Monday, 20 October 2014

Lexical Links: Student Example

A strong use (a clear use) of lexical links in the 5-¶ Model, courtesy of Gurkaran Padam & Ben Moerman (BCIT, 2014).
  1. The Five-Paragraph Model is a technology for clearly communicating ideas.
  2. The model begins with a clear statement of the main idea.
  3. Subsequent paragraphs develop and explain this idea; making it clearly understandable.
  4. Each paragraph ends with a linking sentence to provide a fluid reading experience.
  5. In summary, the Five-Paragraph Model clearly communicates your main idea: your thesis.

Thursday, 9 October 2014

On Technology & Time

An excellent slide presentation of the interrelationship between technology, time, & society at this hotlink, from Peter Rontuu: BCIT Instructor in Geomatics.

Wednesday, 8 October 2014

Supporting Viewing

On the nature of Time, from "Nova" on the American government channel, PBS--a video clip courtesy of classfellow JFL.

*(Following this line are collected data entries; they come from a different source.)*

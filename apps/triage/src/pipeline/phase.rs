//! Per-job phase state machine.
//!
//! ```text
//! NotStarted → PreFiltering ─┬→ Rejected
//!                            └→ Analyzing ─┬→ Analyzed          (score ≤ 0.7)
//!                                          └→ Validating → Validated
//! any non-terminal phase ── Fail ──→ Failed
//! ```
//!
//! `transition` is the whole table. Anything not listed there is a bug in
//! the caller and comes back as a `PhaseError`.

use std::fmt;

use serde::{Deserialize, Serialize};
use thiserror::Error;

/// Analyzed scores strictly above this enter validation.
pub const VALIDATION_THRESHOLD: f64 = 0.7;

#[derive(Debug, Clone, Copy, PartialEq, Eq, Serialize, Deserialize)]
#[serde(rename_all = "snake_case")]
pub enum JobPhase {
    NotStarted,
    PreFiltering,
    Rejected,
    Analyzing,
    Analyzed,
    Validating,
    Validated,
    Failed,
}

impl JobPhase {
    pub fn is_terminal(self) -> bool {
        matches!(
            self,
            JobPhase::Rejected | JobPhase::Analyzed | JobPhase::Validated | JobPhase::Failed
        )
    }
}

impl fmt::Display for JobPhase {
    fn fmt(&self, f: &mut fmt::Formatter<'_>) -> fmt::Result {
        let label = match self {
            JobPhase::NotStarted => "not_started",
            JobPhase::PreFiltering => "pre_filtering",
            JobPhase::Rejected => "rejected",
            JobPhase::Analyzing => "analyzing",
            JobPhase::Analyzed => "analyzed",
            JobPhase::Validating => "validating",
            JobPhase::Validated => "validated",
            JobPhase::Failed => "failed",
        };
        f.write_str(label)
    }
}

#[derive(Debug, Clone, Copy, PartialEq)]
pub enum PhaseEvent {
    Start,
    PrefilterPassed,
    PrefilterFailed,
    Scored(f64),
    ValidationPassed,
    Fail,
}

#[derive(Debug, Error, PartialEq)]
#[error("illegal transition from {from} on {event:?}")]
pub struct PhaseError {
    pub from: JobPhase,
    pub event: PhaseEvent,
}

pub fn transition(from: JobPhase, event: PhaseEvent) -> Result<JobPhase, PhaseError> {
    use JobPhase::*;

    let next = match (from, event) {
        (NotStarted, PhaseEvent::Start) => PreFiltering,
        (PreFiltering, PhaseEvent::PrefilterPassed) => Analyzing,
        (PreFiltering, PhaseEvent::PrefilterFailed) => Rejected,
        (Analyzing, PhaseEvent::Scored(score)) if score > VALIDATION_THRESHOLD => Validating,
        (Analyzing, PhaseEvent::Scored(_)) => Analyzed,
        (Validating, PhaseEvent::ValidationPassed) => Validated,
        (phase, PhaseEvent::Fail) if !phase.is_terminal() => Failed,
        _ => return Err(PhaseError { from, event }),
    };
    Ok(next)
}

/// Tracks one job's phase, applying events through `transition`.
#[derive(Debug, Clone)]
pub struct PhaseTracker {
    phase: JobPhase,
}

impl Default for PhaseTracker {
    fn default() -> Self {
        Self {
            phase: JobPhase::NotStarted,
        }
    }
}

impl PhaseTracker {
    pub fn phase(&self) -> JobPhase {
        self.phase
    }

    pub fn apply(&mut self, event: PhaseEvent) -> Result<JobPhase, PhaseError> {
        self.phase = transition(self.phase, event)?;
        Ok(self.phase)
    }
}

And on the form of social order known as technocracy--rule by technologists--a video series, "Pandora's Box", subtitled A Fable From the Age of Science, is a six part 1992 BBC documentary television series written and produced by Adam Curtis, which examines the consequences of political and technocratic rationalism. (Also courtesy of a classfellow.)

Monday, 6 October 2014

Example of a Paragraph in the 5-Paragraph Model

  1. The 5-Paragraph Model of the essay contains all the correct elements and in the correct order.
  2. An opening paragraph delivers the clear and simple thesis, and a closing paragraph enlightening summarises the essay’s development of the thesis without adding any new material.
  3. And in the middle, three development paragraphs successively prove the thesis: each using fact or reason to take the reader sentence-by-sentence from ignorance to knowledge.
  4. Furthermore, this 5-Paragraph model of the essay is also the macrocosm of each individual paragraph, which means that each paragraph-microcosm has the same five elements and in the same order (the first element is called the topic sentence; the last element is the call the linking sentence, while the middle three sentence are still called ‘development’.)
  5. So, we can summarise by saying that the 5-Paragraph Model succeeds in every non-fiction writing situation.